Task description » Beginning with the first line, please repeat the entries exactly and end on the line that contains "pub fn tokens(units: u64, thousandths: u64)".

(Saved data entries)
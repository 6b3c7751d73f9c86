#![allow(dead_code)]

use std::collections::{HashMap, HashSet};
use std::sync::{Arc, Mutex};

use alloy_primitives::{address, Address, B256, U256};
use alloy_sol_types::{SolCall, SolInterface};
use async_trait::async_trait;

use gs_stake_core::gateway::abi::{IGuardian, IERC20};
use gs_stake_core::{BlockTag, ChainClient, Settings, StakeError, StakingClient, TxReceipt, WalletSession};

pub const ACCOUNT: Address = address!("1111111111111111111111111111111111111111");
pub const SNAPSHOT_BLOCK: u64 = 4_200_000;

/// `units` whole tokens plus `thousandths`/1000, in 18-decimal base units
pub fn tokens(units: u64, thousandths: u64) -> U256 {
    let milli = U256::from(10u64).pow(U256::from(15u64));
    U256::from(units) * U256::from(1000u64) * milli + U256::from(thousandths) * milli
}

#[derive(Debug, Clone)]
pub struct FakePool {
    pub token: Address,
    pub reward_per_token: U256,
    pub user_amount: U256,
    pub pending: U256,
}

#[derive(Debug, Clone)]
pub struct SentTx {
    pub hash: B256,
    pub to: Address,
    pub data: Vec<u8>,
}

#[derive(Default)]
struct State {
    sent: Vec<SentTx>,
    reverted: HashSet<B256>,
    read_blocks: Vec<BlockTag>,
}

/// In-memory chain answering guardian and ERC20 calls from ABI calldata.
pub struct FakeChain {
    pub accounts: Vec<Address>,
    pub chain_id: u64,
    pub guardian: Address,
    pub pools: Vec<FakePool>,
    pub balances: HashMap<(Address, Address), U256>,
    pub multiplier: U256,
    /// Transactions whose selector is listed here are mined but revert
    pub reverting: Vec<[u8; 4]>,
    state: Mutex<State>,
}

impl FakeChain {
    pub fn new(guardian: Address) -> Self {
        Self {
            accounts: vec![ACCOUNT],
            chain_id: Settings::default().chain_id,
            guardian,
            pools: Vec::new(),
            balances: HashMap::new(),
            multiplier: U256::from(1u64),
            reverting: Vec::new(),
            state: Mutex::new(State::default()),
        }
    }

    pub fn with_pool(mut self, pool: FakePool) -> Self {
        self.pools.push(pool);
        self
    }

    pub fn with_balance(mut self, token: Address, holder: Address, amount: U256) -> Self {
        self.balances.insert((token, holder), amount);
        self
    }

    pub fn sent(&self) -> Vec<SentTx> {
        self.state.lock().unwrap().sent.clone()
    }

    pub fn read_blocks(&self) -> Vec<BlockTag> {
        self.state.lock().unwrap().read_blocks.clone()
    }

    fn pool(&self, pid: U256) -> Result<&FakePool, StakeError> {
        self.pools
            .get(pid.to::<usize>())
            .ok_or_else(|| StakeError::ChainCommunication(format!("execution reverted: no pool {}", pid)))
    }

    fn guardian_call(&self, data: &[u8]) -> Result<Vec<u8>, StakeError> {
        use IGuardian::IGuardianCalls;

        let encoded = match IGuardianCalls::abi_decode(data, true)? {
            IGuardianCalls::poolLength(_) => {
                IGuardian::poolLengthCall::abi_encode_returns(&(U256::from(self.pools.len()),))
            }
            IGuardianCalls::poolInfo(call) => {
                let pool = self.pool(call.pid)?;
                IGuardian::poolInfoCall::abi_encode_returns(&(
                    pool.token,
                    U256::from(100u64),
                    U256::from(SNAPSHOT_BLOCK - 10),
                    pool.reward_per_token,
                ))
            }
            IGuardianCalls::userInfo(call) => {
                let pool = self.pool(call.pid)?;
                let amount = if call.user == ACCOUNT { pool.user_amount } else { U256::ZERO };
                IGuardian::userInfoCall::abi_encode_returns(&(amount, U256::ZERO))
            }
            IGuardianCalls::pendingReward(call) => {
                let pool = self.pool(call.pid)?;
                let pending = if call.user == ACCOUNT { pool.pending } else { U256::ZERO };
                IGuardian::pendingRewardCall::abi_encode_returns(&(pending,))
            }
            IGuardianCalls::BONUS_MULTIPLIER(_) => {
                IGuardian::BONUS_MULTIPLIERCall::abi_encode_returns(&(self.multiplier,))
            }
            _ => return Err(StakeError::ChainCommunication("not a view function".to_string())),
        };
        Ok(encoded)
    }

    fn token_call(&self, token: Address, data: &[u8]) -> Result<Vec<u8>, StakeError> {
        match IERC20::IERC20Calls::abi_decode(data, true)? {
            IERC20::IERC20Calls::balanceOf(call) => {
                let balance = self
                    .balances
                    .get(&(token, call.owner))
                    .copied()
                    .unwrap_or_default();
                Ok(IERC20::balanceOfCall::abi_encode_returns(&(balance,)))
            }
            _ => Err(StakeError::ChainCommunication("not a view function".to_string())),
        }
    }
}

#[async_trait]
impl ChainClient for FakeChain {
    async fn request_accounts(&self) -> Result<Vec<Address>, StakeError> {
        Ok(self.accounts.clone())
    }

    async fn chain_id(&self) -> Result<u64, StakeError> {
        Ok(self.chain_id)
    }

    async fn block_number(&self) -> Result<u64, StakeError> {
        Ok(SNAPSHOT_BLOCK)
    }

    async fn call(&self, to: Address, data: Vec<u8>, block: BlockTag) -> Result<Vec<u8>, StakeError> {
        self.state.lock().unwrap().read_blocks.push(block);
        if to == self.guardian {
            self.guardian_call(&data)
        } else {
            self.token_call(to, &data)
        }
    }

    async fn send_transaction(&self, from: Address, to: Address, data: Vec<u8>) -> Result<B256, StakeError> {
        if !self.accounts.contains(&from) {
            return Err(StakeError::ChainCommunication(format!("unknown account {}", from)));
        }
        let mut state = self.state.lock().unwrap();
        let hash = B256::with_last_byte(state.sent.len() as u8 + 1);
        if data.len() >= 4 && self.reverting.iter().any(|selector| data[..4] == selector[..]) {
            state.reverted.insert(hash);
        }
        state.sent.push(SentTx { hash, to, data });
        Ok(hash)
    }

    async fn transaction_receipt(&self, hash: B256) -> Result<Option<TxReceipt>, StakeError> {
        let state = self.state.lock().unwrap();
        if !state.sent.iter().any(|tx| tx.hash == hash) {
            return Ok(None);
        }
        Ok(Some(TxReceipt {
            tx_hash: hash,
            block_number: Some(SNAPSHOT_BLOCK + 1),
            success: !state.reverted.contains(&hash),
        }))
    }
}

pub fn test_settings() -> Settings {
    Settings {
        confirmation_poll_interval_ms: 1,
        confirmation_timeout_secs: 1,
        ..Settings::default()
    }
}

/// Connect a client to `chain` the way the CLI does, minus HTTP.
pub async fn connect(chain: Arc<FakeChain>) -> Result<StakingClient, StakeError> {
    let settings = test_settings();
    let session = WalletSession::connect(chain, settings.chain()).await?;
    Ok(StakingClient::new(session, &settings))
}
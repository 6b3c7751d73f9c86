// Write path: stake / unstake / compound sequencing.
//
// Every operation runs to confirmation. Failures are returned from the
// `try_*` methods and collapsed to a logged `ActionResult` by the others.

use std::fmt;
use std::str::FromStr;
use std::sync::Arc;

use alloy_primitives::{Address, B256};
use log::{debug, error, info, warn};
use serde::Serialize;

use crate::errors::StakeError;
use crate::gateway::{ContractGateway, PendingTransaction, PoolId};
use crate::units::{Amount, UnitConverter};
use crate::utils::CancellationToken;

#[derive(Debug, Clone, Copy, PartialEq, Eq, Hash, Serialize)]
#[serde(rename_all = "lowercase")]
pub enum ActionKind {
    Stake,
    Unstake,
}

impl fmt::Display for ActionKind {
    fn fmt(&self, f: &mut fmt::Formatter<'_>) -> fmt::Result {
        match self {
            ActionKind::Stake => write!(f, "stake"),
            ActionKind::Unstake => write!(f, "unstake"),
        }
    }
}

impl FromStr for ActionKind {
    type Err = StakeError;

    fn from_str(s: &str) -> Result<Self, Self::Err> {
        match s.trim().to_ascii_lowercase().as_str() {
            "stake" => Ok(ActionKind::Stake),
            "unstake" => Ok(ActionKind::Unstake),
            other => Err(StakeError::InvalidActionKind(other.to_string())),
        }
    }
}

/// Parse a `0x`-prefixed 20-byte hex address.
pub fn parse_address(value: &str) -> Result<Address, StakeError> {
    let value = value.trim();
    if !value.starts_with("0x") || value.len() != 42 {
        return Err(StakeError::InvalidAddress(value.to_string()));
    }
    Address::from_str(value).map_err(|_| StakeError::InvalidAddress(value.to_string()))
}

/// A single stake or unstake, as entered by the user.
#[derive(Debug, Clone, PartialEq, Eq)]
pub struct ActionRequest {
    pub pool_id: PoolId,
    /// Human-decimal token amount
    pub amount: String,
    pub token_address: Address,
    pub kind: ActionKind,
}

impl ActionRequest {
    pub fn new(pool_id: PoolId, amount: impl Into<String>, token_address: Address, kind: ActionKind) -> Self {
        Self {
            pool_id,
            amount: amount.into(),
            token_address,
            kind,
        }
    }

    /// Build a request from untyped input. The amount is validated later,
    /// when the request is executed.
    pub fn parse(pool_id: PoolId, amount: &str, token_address: &str, kind: &str) -> Result<Self, StakeError> {
        Ok(Self::new(pool_id, amount, parse_address(token_address)?, kind.parse()?))
    }
}

/// What the caller sees of an action.
#[derive(Debug, Clone, Copy, PartialEq, Eq, Serialize)]
pub struct ActionResult {
    pub success: bool,
}

impl ActionResult {
    pub fn success() -> Self {
        Self { success: true }
    }

    pub fn failure() -> Self {
        Self { success: false }
    }

    pub fn is_success(&self) -> bool {
        self.success
    }
}

/// Transactions that made up a confirmed action.
#[derive(Debug, Clone, PartialEq, Eq)]
pub struct ActionOutcome {
    pub approval_tx: Option<B256>,
    pub tx_hash: B256,
}

async fn confirm(tx: Box<dyn PendingTransaction>) -> Result<B256, StakeError> {
    let hash = tx.tx_hash();
    if tx.wait_confirmed().await? {
        Ok(hash)
    } else {
        Err(StakeError::TransactionNotConfirmed(hash))
    }
}

/// Submits guardian actions and waits for them to confirm.
///
/// Nothing is retried: a failed or cancelled action is reported and left for
/// the user to start again.
pub struct ActionExecutor {
    gateway: Arc<dyn ContractGateway>,
    converter: UnitConverter,
}

impl ActionExecutor {
    pub fn new(gateway: Arc<dyn ContractGateway>) -> Self {
        Self {
            gateway,
            converter: UnitConverter::new(),
        }
    }

    pub async fn execute(&self, request: &ActionRequest, cancel: &CancellationToken) -> ActionResult {
        match self.try_execute(request, cancel).await {
            Ok(outcome) => {
                info!(
                    "{} of {} in pool {} confirmed ({})",
                    request.kind, request.amount, request.pool_id, outcome.tx_hash
                );
                ActionResult::success()
            }
            Err(e) => {
                error!(
                    "{} of {} in pool {} failed: {}",
                    request.kind, request.amount, request.pool_id, e
                );
                ActionResult::failure()
            }
        }
    }

    pub async fn try_execute(
        &self,
        request: &ActionRequest,
        cancel: &CancellationToken,
    ) -> Result<ActionOutcome, StakeError> {
        cancel.check()?;
        let amount = self.converter.to_base_units(&request.amount)?;

        match request.kind {
            ActionKind::Stake => {
                self.stake(request.pool_id, request.token_address, amount, cancel)
                    .await
            }
            ActionKind::Unstake => self.unstake(request.pool_id, amount).await,
        }
    }

    /// Harvest and restake pending rewards across pools.
    pub async fn compound(&self, cancel: &CancellationToken) -> ActionResult {
        match self.try_compound(cancel).await {
            Ok(outcome) => {
                info!("Auto-compound confirmed ({})", outcome.tx_hash);
                ActionResult::success()
            }
            Err(e) => {
                error!("Auto-compound failed: {}", e);
                ActionResult::failure()
            }
        }
    }

    pub async fn try_compound(&self, cancel: &CancellationToken) -> Result<ActionOutcome, StakeError> {
        cancel.check()?;
        let tx_hash = confirm(self.gateway.auto_compound().await?).await?;
        Ok(ActionOutcome {
            approval_tx: None,
            tx_hash,
        })
    }

    async fn stake(
        &self,
        pid: PoolId,
        token: Address,
        amount: Amount,
        cancel: &CancellationToken,
    ) -> Result<ActionOutcome, StakeError> {
        let guardian = self.gateway.guardian_address();
        let approval = self.gateway.erc20(token).approve(guardian, amount).await?;
        let approval_tx = approval.tx_hash();
        debug!("Approval {} of {} to {} submitted", approval_tx, amount, guardian);

        if !approval.wait_confirmed().await? {
            return Err(StakeError::ApprovalNotConfirmed(approval_tx));
        }

        if cancel.is_cancelled() {
            warn!(
                "Stake in pool {} cancelled after approval {} confirmed; allowance left unused",
                pid, approval_tx
            );
            return Err(StakeError::Cancelled);
        }

        let tx_hash = confirm(self.gateway.stake(pid, amount).await?).await?;
        Ok(ActionOutcome {
            approval_tx: Some(approval_tx),
            tx_hash,
        })
    }

    async fn unstake(&self, pid: PoolId, amount: Amount) -> Result<ActionOutcome, StakeError> {
        let tx_hash = confirm(self.gateway.unstake(pid, amount).await?).await?;
        Ok(ActionOutcome {
            approval_tx: None,
            tx_hash,
        })
    }
}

Final answer »
repository 6b3c7751d73f9c86
#![allow(dead_code)]

use std::collections::{HashMap, HashSet};
use std::sync::{Arc, Mutex};

use alloy_primitives::{address, Address, B256, U256};
use alloy_sol_types::{SolCall, SolInterface};
use async_trait::async_trait;

use gs_stake_core::gateway::abi::{IGuardian, IERC20};
use gs_stake_core::{BlockTag, ChainClient, Settings, StakeError, StakingClient, TxReceipt, WalletSession};

pub const ACCOUNT: Address = address!("1111111111111111111111111111111111111111");
pub const SNAPSHOT_BLOCK: u64 = 4_200_000;

/// `units` whole tokens plus `thousandths`/1000, in 18-decimal base units
pub fn tokens(units: u64, thousandths: u64) -> U256 {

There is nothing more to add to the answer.